The pair broke through the March bullish trendline overnight on Monday, April 3, with the 10-day RSI beginning to contract southwards. 

If we get aggressive Fed remarks and solid US economic data this week, we believe the 50-day moving average (1.073) will be tested next, and 1.058 (38.2% Fibonacci) will be the target to monitor. The stop of the short might be set slightly above last week's high of 1.093.

 USD/JPY Trading Strategy: Bullish Momentum Supported By Higher Yields
Long USD/JPY: Target Price 140; Stop Loss 132.2; Risk-reward ratio of 4.42



USD/JPY is once again a proxy on interest rate differentials between the United States and Japan, and rising global energy prices are likely to further widen these differences. 

The Bank of Japan stated last week that increasing rates on Japanese 10-year government bonds will result in massive losses on the central bank's balance sheet. This is certainly a "dovish" statement, with the potential to lock 10-year JGBs yield to a high of 0.5%.  

Nominal 10-year Treasury yields might now climb in response to two drivers: growing inflation expectations (or breakeven rates) and rising expectations for the Fed's hikes (or real rates). 

USD/JPY is already trading at lower levels than the rate spread between Treasuries and JGBs would suggest. 

As a result, we think the USD/JPY exchange rate is likely to realign with the US-Japan government spread. 

If we get hawkish comments from Fed officials this week, additional advances in oil prices, and higher Treasury yields, the USD/JPY might soar to the 140 area.

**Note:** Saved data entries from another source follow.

//! SKILL.md manifest — parsed from YAML frontmatter at the top of the file.
//!
//! Required fields:
//! ```yaml
//! ---
//! name: apple-notes
//! description: Manage Apple Notes via the memo CLI on macOS...
//! ---
//! ```
//!
//! Optional fields:
//! ```yaml
//! ---
//! name: sonoscli
//! description: Control Sonos via the sonos CLI
//! risk: io
//! inputs: "device name, command"
//! outputs: "command result text"
//! permission_scope: "sonos.*"
//! ---
//! ```

use serde::{Deserialize, Serialize};

/// Validates a skill name: `^[a-z0-9]+(-[a-z0-9]+)*$`
pub fn is_valid_skill_name(name: &str) -> bool {
    if name.is_empty() {
        return false;
    }
    let mut expect_alnum = true;
    for ch in name.chars() {
        if expect_alnum {
            if !ch.is_ascii_lowercase() && !ch.is_ascii_digit() {
                return false;
            }
            expect_alnum = false;
        } else if ch == '-' {
            expect_alnum = true;
        } else if !ch.is_ascii_lowercase() && !ch.is_ascii_digit() {
            return false;
        }
    }
    !expect_alnum || name.len() == 1
}

/// Parsed frontmatter from a SKILL.md file.
#[derive(Debug, Clone, Serialize, Deserialize, Default)]
pub struct SkillManifest {
    #[serde(default)]
    pub name: Option<String>,
    #[serde(default)]
    pub description: Option<String>,
    #[serde(default)]
    pub risk: Option<String>,
    #[serde(default)]
    pub inputs: Option<String>,
    #[serde(default)]
    pub outputs: Option<String>,
    #[serde(default)]
    pub permission_scope: Option<String>,
}

/// Non-fatal validation issues found in a manifest.
#[derive(Debug, Clone, Default)]
pub struct ManifestValidation {
    pub errors: Vec<String>,
    pub warnings: Vec<String>,
}

impl ManifestValidation {
    pub fn is_valid(&self) -> bool {
        self.errors.is_empty()
    }
}

impl SkillManifest {
    pub fn validate(&self) -> ManifestValidation {
        let mut errors = Vec::new();
        let mut warnings = Vec::new();

        match &self.name {
            None => errors.push("missing required field: name".into()),
            Some(n) if !is_valid_skill_name(n) => {
                errors.push(format!(
                    "invalid skill name '{n}': must match ^[a-z0-9]+(-[a-z0-9]+)*$"
                ));
            }
            _ => {}
        }

        match &self.description {
            None => errors.push("missing required field: description".into()),
            Some(d) if d.is_empty() => errors.push("description must not be empty".into()),
            Some(d) if d.len() > 400 => {
                warnings.push(format!(
                    "description is {} chars (recommended < 400)",
                    d.len()
                ));
            }
            _ => {}
        }

        if let Some(ref risk) = self.risk {
            if !matches!(risk.as_str(), "pure" | "io" | "net" | "admin") {
                warnings.push(format!(
                    "unknown risk tier '{risk}': expected pure|io|net|admin"
                ));
            }
        }

        ManifestValidation { errors, warnings }
    }

    pub fn risk_tier(&self) -> crate::types::RiskTier {
        match self.risk.as_deref() {
            Some("net") => crate::types::RiskTier::Net,
            Some("admin") => crate::types::RiskTier::Admin,
            Some("pure") => crate::types::RiskTier::Pure,
            _ => crate::types::RiskTier::Io,
        }
    }
}

/// Parse YAML frontmatter from a SKILL.md file.
///
/// Returns `(manifest, body)` where body is the markdown after the
/// frontmatter block. Invalid frontmatter still returns a body (the whole
/// file), with `manifest` set to `None`.
pub fn parse_frontmatter(content: &str) -> (Option<SkillManifest>, String) {
    let trimmed = content.trim_start();
    if !trimmed.starts_with("---") {
        return (None, content.to_string());
    }

    let after_open = &trimmed[3..];
    let Some(close_idx) = after_open.find("\n---") else {
        return (None, content.to_string());
    };

    let yaml_str = &after_open[..close_idx];
    let body_start = close_idx + 4;
    let body = after_open[body_start..].trim_start_matches('\n').to_string();

    match serde_yaml::from_str::<SkillManifest>(yaml_str) {
        Ok(manifest) => {
            let validation = manifest.validate();
            for err in &validation.errors {
                tracing::warn!(error = %err, "SKILL.md manifest validation error");
            }
            for warn in &validation.warnings {
                tracing::debug!(warning = %warn, "SKILL.md manifest warning");
            }
            (Some(manifest), body)
        }
        Err(e) => {
            tracing::warn!(error = %e, "failed to parse SKILL.md frontmatter");
            (None, content.to_string())
        }
    }
}

#[cfg(test)]
mod tests {
    use super::*;

    #[test]
    fn valid_names() {
        assert!(is_valid_skill_name("apple-notes"));
        assert!(is_valid_skill_name("a"));
        assert!(is_valid_skill_name("sonos2"));
    }

    #[test]
    fn invalid_names() {
        assert!(!is_valid_skill_name(""));
        assert!(!is_valid_skill_name("Apple-Notes"));
        assert!(!is_valid_skill_name("-leading"));
        assert!(!is_valid_skill_name("trailing-"));
    }

    #[test]
    fn parses_minimal_frontmatter() {
        let content = "---\nname: apple-notes\ndescription: manage notes\n---\n\nBody text.";
        let (manifest, body) = parse_frontmatter(content);
        let manifest = manifest.unwrap();
        assert_eq!(manifest.name.as_deref(), Some("apple-notes"));
        assert_eq!(body.trim(), "Body text.");
    }

    #[test]
    fn missing_frontmatter_yields_none() {
        let (manifest, body) = parse_frontmatter("just a markdown file");
        assert!(manifest.is_none());
        assert_eq!(body, "just a markdown file");
    }

    #[test]
    fn validate_flags_missing_fields() {
        let manifest = SkillManifest::default();
        let validation = manifest.validate();
        assert!(!validation.is_valid());
        assert_eq!(validation.errors.len(), 2);
    }

    #[test]
    fn risk_tier_defaults_to_io() {
        let manifest = SkillManifest {
            risk: None,
            ..Default::default()
        };
        assert_eq!(manifest.risk_tier(), crate::types::RiskTier::Io);
    }
}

The stop loss might be set around 132.2 (30 March low), resulting in a risk-reward ratio of 4.42.


EUR/CAD Trading Strategy: Bulls Face Headwinds from Stronger Oil and Bearish RSI Divergence

Short EUR/CAD: Target Price 142; Stop Loss 148.1


A bearish view on EUR/CAD is supported by both fundamental and technical factors. 

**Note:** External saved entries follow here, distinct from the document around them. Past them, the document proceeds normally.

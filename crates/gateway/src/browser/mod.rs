//! BrowserPool: per-agent headless browser contexts keyed by agent id
//! (spec §4.5).
//!
//! The actual browser runtime is the out-of-scope external collaborator
//! named in spec §1; this module is the bookkeeping layer around an
//! injected [`BrowserDriver`] seam, the same pattern the gateway uses for
//! `LlmProvider` (spec §4.5: "analogous to how SendApiRequest/LlmProvider is
//! the seam for LLM calls").

use std::collections::HashMap;
use std::path::PathBuf;
use std::sync::Arc;

use async_trait::async_trait;
use chrono::{DateTime, Utc};
use hub_domain::error::{Error, Result};
use parking_lot::Mutex;
use serde::{Deserialize, Serialize};
use serde_json::Value;

/// One browser action's result, shaped to travel back as a tool_result
/// payload (spec §4.3 `browse` tool).
#[derive(Debug, Clone, Serialize, Deserialize)]
pub struct BrowserActionResult {
    pub data: Value,
    #[serde(default)]
    pub element_refs: HashMap<String, String>,
}

/// The injected driver seam (spec §4.5). A concrete implementation plugs in
/// a remote-debugging-protocol client; this crate only defines the
/// contract.
#[async_trait]
pub trait BrowserDriver: Send + Sync {
    async fn goto(&self, agent_id: &str, url: &str) -> Result<BrowserActionResult>;
    async fn click(&self, agent_id: &str, element_ref: &str) -> Result<BrowserActionResult>;
    async fn type_text(&self, agent_id: &str, element_ref: &str, text: &str) -> Result<BrowserActionResult>;
    async fn press(&self, agent_id: &str, key: &str) -> Result<BrowserActionResult>;
    async fn scroll(&self, agent_id: &str, dx: i32, dy: i32) -> Result<BrowserActionResult>;
    async fn snapshot(&self, agent_id: &str) -> Result<BrowserActionResult>;
    async fn screenshot(&self, agent_id: &str) -> Result<BrowserActionResult>;
    async fn back(&self, agent_id: &str) -> Result<BrowserActionResult>;
    async fn forward(&self, agent_id: &str) -> Result<BrowserActionResult>;
    async fn reload(&self, agent_id: &str) -> Result<BrowserActionResult>;
    /// Tear down the driver-side context. Called by `closeSession`; never
    /// by the pool directly on a `browse` action.
    async fn close(&self, agent_id: &str) -> Result<()>;
}


struct Session {
    profile_dir: PathBuf,
    element_refs: HashMap<String, String>,
    last_touched: DateTime<Utc>,
    ephemeral: bool,
}

/// Bookkeeping for live per-agent browser sessions: TTL, concurrency cap,
/// element-ref tracking, and profile directory lifecycle (spec §4.5).
pub struct BrowserPool {
    driver: Arc<dyn BrowserDriver>,
    sessions: Mutex<HashMap<String, Session>>,
    max_concurrent_sessions: usize,
    session_timeout: chrono::Duration,
    profile_root: Option<PathBuf>,
}

impl BrowserPool {
    pub fn new(
        driver: Arc<dyn BrowserDriver>,
        max_concurrent_sessions: usize,
        session_timeout_minutes: i64,
        profile_root: Option<PathBuf>,
    ) -> Self {
        Self {
            driver,
            sessions: Mutex::new(HashMap::new()),
            max_concurrent_sessions,
            session_timeout: chrono::Duration::minutes(session_timeout_minutes),
            profile_root,
        }
    }

    fn profile_dir_for(&self, agent_id: &str) -> (PathBuf, bool) {
        match &self.profile_root {
            Some(root) => (root.join(agent_id), false),
            None => (std::env::temp_dir().join(format!("hub-browser-{agent_id}")), true),
        }
    }

    /// Obtain (creating if needed) the live session for `agent_id`. Enforces
    /// `max_concurrent_sessions` (spec §4.5 "Enforces a configured maximum
    /// of concurrent sessions").
    pub fn get_or_create(&self, agent_id: &str) -> Result<()> {
        let mut sessions = self.sessions.lock();
        if sessions.contains_key(agent_id) {
            sessions.get_mut(agent_id).unwrap().last_touched = Utc::now();
            return Ok(());
        }
        if sessions.len() >= self.max_concurrent_sessions {
            return Err(Error::validation(format!(
                "browser pool is at its concurrency limit of {}",
                self.max_concurrent_sessions
            )));
        }
        let (profile_dir, ephemeral) = self.profile_dir_for(agent_id);
        sessions.insert(
            agent_id.to_string(),
            Session {
                profile_dir,
                element_refs: HashMap::new(),
                last_touched: Utc::now(),
                ephemeral,
            },
        );
        Ok(())
    }

    pub fn touch_session(&self, agent_id: &str) {
        if let Some(session) = self.sessions.lock().get_mut(agent_id) {
            session.last_touched = Utc::now();
        }
    }

    /// Release a session: removes bookkeeping and, for an ephemeral
    /// profile directory, tells the driver to close so on-disk state is
    /// cleaned up (spec §4.5 "removed on close").
    pub async fn close_session(&self, agent_id: &str) -> Result<()> {
        let removed = self.sessions.lock().remove(agent_id);
        if removed.is_some() {
            self.driver.close(agent_id).await?;
        }
        Ok(())
    }

    /// Transfer a session (and its element-ref map) from `old_id` to
    /// `new_id` atomically (spec §4.5 "browser-local agent is promoted to
    /// a hub agent").
    pub fn rekey(&self, old_id: &str, new_id: &str) -> Result<()> {
        let mut sessions = self.sessions.lock();
        let session = sessions
            .remove(old_id)
            .ok_or_else(|| Error::validation(format!("no browser session for '{old_id}'")))?;
        sessions.insert(new_id.to_string(), session);
        Ok(())
    }

    pub fn record_element_ref(&self, agent_id: &str, token: &str, selector: &str) {
        if let Some(session) = self.sessions.lock().get_mut(agent_id) {
            session.element_refs.insert(token.to_string(), selector.to_string());
        }
    }

    fn resolve_ref<'a>(&self, agent_id: &str, maybe_ref: &'a str) -> String {
        self.sessions
            .lock()
            .get(agent_id)
            .and_then(|s| s.element_refs.get(maybe_ref).cloned())
            .unwrap_or_else(|| maybe_ref.to_string())
    }

    pub async fn goto(&self, agent_id: &str, url: &str) -> Result<BrowserActionResult> {
        self.get_or_create(agent_id)?;
        self.driver.goto(agent_id, url).await
    }

    pub async fn click(&self, agent_id: &str, element_ref: &str) -> Result<BrowserActionResult> {
        self.get_or_create(agent_id)?;
        let selector = self.resolve_ref(agent_id, element_ref);
        self.driver.click(agent_id, &selector).await
    }

    pub async fn type_text(&self, agent_id: &str, element_ref: &str, text: &str) -> Result<BrowserActionResult> {
        self.get_or_create(agent_id)?;
        let selector = self.resolve_ref(agent_id, element_ref);
        self.driver.type_text(agent_id, &selector, text).await
    }

    pub async fn press(&self, agent_id: &str, key: &str) -> Result<BrowserActionResult> {
        self.get_or_create(agent_id)?;
        self.driver.press(agent_id, key).await
    }

    pub async fn scroll(&self, agent_id: &str, dx: i32, dy: i32) -> Result<BrowserActionResult> {
        self.get_or_create(agent_id)?;
        self.driver.scroll(agent_id, dx, dy).await
    }

    /// Take a DOM snapshot, recording any `e<N>`-style element refs the
    /// driver returns so subsequent actions can target them (spec §4.3).
    pub async fn snapshot(&self, agent_id: &str) -> Result<BrowserActionResult> {
        self.get_or_create(agent_id)?;
        let result = self.driver.snapshot(agent_id).await?;
        for (token, selector) in &result.element_refs {
            self.record_element_ref(agent_id, token, selector);
        }
        Ok(result)
    }

    pub async fn screenshot(&self, agent_id: &str) -> Result<BrowserActionResult> {
        self.get_or_create(agent_id)?;
        self.driver.screenshot(agent_id).await
    }

    pub async fn back(&self, agent_id: &str) -> Result<BrowserActionResult> {
        self.get_or_create(agent_id)?;
        self.driver.back(agent_id).await
    }

    pub async fn forward(&self, agent_id: &str) -> Result<BrowserActionResult> {
        self.get_or_create(agent_id)?;
        self.driver.forward(agent_id).await
    }

    pub async fn reload(&self, agent_id: &str) -> Result<BrowserActionResult> {
        self.get_or_create(agent_id)?;
        self.driver.reload(agent_id).await
    }

    /// Sweep sessions idle past the configured timeout (spec §4.5 "swept
    /// every minute"). Returns the agent ids closed.
    pub async fn sweep_idle(&self) -> Vec<String> {
        let now = Utc::now();
        let expired: Vec<String> = {
            let sessions = self.sessions.lock();
            sessions
                .iter()
                .filter(|(_, s)| now - s.last_touched > self.session_timeout)
                .map(|(id, _)| id.clone())
                .collect()
        };
        for id in &expired {
            let _ = self.close_session(id).await;
        }
        expired
    }

    pub fn session_count(&self) -> usize {
        self.sessions.lock().len()
    }

    pub fn profile_dir(&self, agent_id: &str) -> Option<PathBuf> {
        self.sessions.lock().get(agent_id).map(|s| s.profile_dir.clone())
    }
}

#[cfg(test)]
mod tests {
    use super::*;
    use std::sync::atomic::{AtomicUsize, Ordering};

    struct StubDriver {
        closes: AtomicUsize,
    }

    fn stub_result() -> BrowserActionResult {
        BrowserActionResult { data: Value::Null, element_refs: HashMap::new() }
    }

    #[async_trait]
    impl BrowserDriver for StubDriver {
        async fn goto(&self, _agent_id: &str, _url: &str) -> Result<BrowserActionResult> {
            Ok(stub_result())
        }
        async fn click(&self, _agent_id: &str, _element_ref: &str) -> Result<BrowserActionResult> {
            Ok(stub_result())
        }
        async fn type_text(&self, _agent_id: &str, _element_ref: &str, _text: &str) -> Result<BrowserActionResult> {
            Ok(stub_result())
        }
        async fn press(&self, _agent_id: &str, _key: &str) -> Result<BrowserActionResult> {
            Ok(stub_result())
        }
        async fn scroll(&self, _agent_id: &str, _dx: i32, _dy: i32) -> Result<BrowserActionResult> {
            Ok(stub_result())
        }
        async fn snapshot(&self, _agent_id: &str) -> Result<BrowserActionResult> {
            let mut refs = HashMap::new();
            refs.insert("e1".to_string(), "#submit".to_string());
            Ok(BrowserActionResult { data: Value::Null, element_refs: refs })
        }
        async fn screenshot(&self, _agent_id: &str) -> Result<BrowserActionResult> {
            Ok(stub_result())
        }
        async fn back(&self, _agent_id: &str) -> Result<BrowserActionResult> {
            Ok(stub_result())
        }
        async fn forward(&self, _agent_id: &str) -> Result<BrowserActionResult> {
            Ok(stub_result())
        }
        async fn reload(&self, _agent_id: &str) -> Result<BrowserActionResult> {
            Ok(stub_result())
        }
        async fn close(&self, _agent_id: &str) -> Result<()> {
            self.closes.fetch_add(1, Ordering::SeqCst);
            Ok(())
        }
    }

    fn pool(max: usize) -> BrowserPool {
        BrowserPool::new(Arc::new(StubDriver { closes: AtomicUsize::new(0) }), max, 10, None)
    }

    #[tokio::test]
    async fn goto_creates_a_session() {
        let pool = pool(4);
        pool.goto("a1", "https://example.com").await.unwrap();
        assert_eq!(pool.session_count(), 1);
    }

    #[tokio::test]
    async fn concurrency_cap_is_enforced() {
        let pool = pool(1);
        pool.goto("a1", "https://example.com").await.unwrap();
        let result = pool.goto("a2", "https://example.com").await;
        assert!(result.is_err());
    }

    #[tokio::test]
    async fn snapshot_records_element_refs_for_later_click() {
        let pool = pool(4);
        pool.goto("a1", "https://example.com").await.unwrap();
        pool.snapshot("a1").await.unwrap();
        pool.click("a1", "e1").await.unwrap();
    }

    #[tokio::test]
    async fn close_session_removes_bookkeeping() {
        let pool = pool(4);
        pool.goto("a1", "https://example.com").await.unwrap();
        pool.close_session("a1").await.unwrap();
        assert_eq!(pool.session_count(), 0);
    }

    #[tokio::test]
    async fn rekey_transfers_the_session() {
        let pool = pool(4);
        pool.goto("old-id", "https://example.com").await.unwrap();
        pool.rekey("old-id", "new-id").unwrap();
        assert_eq!(pool.session_count(), 1);
        assert!(pool.profile_dir("new-id").is_some());
        assert!(pool.profile_dir("old-id").is_none());
    }

    #[tokio::test]
    async fn sweep_idle_closes_sessions_past_timeout() {
        let pool = BrowserPool::new(Arc::new(StubDriver { closes: AtomicUsize::new(0) }), 4, -1, None);
        pool.goto("a1", "https://example.com").await.unwrap();
        let closed = pool.sweep_idle().await;
        assert_eq!(closed, vec!["a1".to_string()]);
        assert_eq!(pool.session_count(), 0);
    }
}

Rising crude prices are a lifeline for the oil-linked Canadian dollar, since the country's terms of trade are expected to improve in the coming months. 

On the other hand, the gains that the euro has made also as a result of reduced global energy prices are likely to come to an end. 

On March 22, we saw the formation of a bearish RSI divergence as the pair extended to new relative highs (1.4945) but the momentum indicator failed to do so. 

This might be viewed as a sign of exhaustion for the upward trend that the pair has been experiencing since the end of August 2022. 

The following key support levels to monitor are: 1.453 (50-day moving average), 23.6% Fibonacci retracement of the August-March high-to-low trend, and the 2023 low at 1.424. 

We believe there are rational grounds for bears to attack 2023 lows and maybe continue lower to 1.415. The strategy's risk is a disorderly sell-off in risky assets, with negative second-round effects on oil prices and high-beta currencies like the CAD. The stop might be set at the previous week's high of 148.1.

EUR/NOK Trading Strategy: A Brent Play
Short EUR/NOK: Target Price 10.75; Stop Loss 11.42; Risk-reward-ratio of 3.75. 



In comparison to what Brent oil prices would imply, the euro is trading at a premium to the Norwegian krone. 

There is an opportunity for the EUR/NOK pair to move lower on the back of a fundamental realignment. 

The 60-day rolling correlation between EUR/NOK and Brent prices is -0.79, thus showing a significant negative link between the two assets. 

Brent prices of $84 per barrel or higher imply EUR/NOK trading at 11 or lower. 

10.75 is an intriguing target level to keep an eye on, since it is slightly below the 100-day moving average. The stop loss might be placed at the March high closing price of 11.42.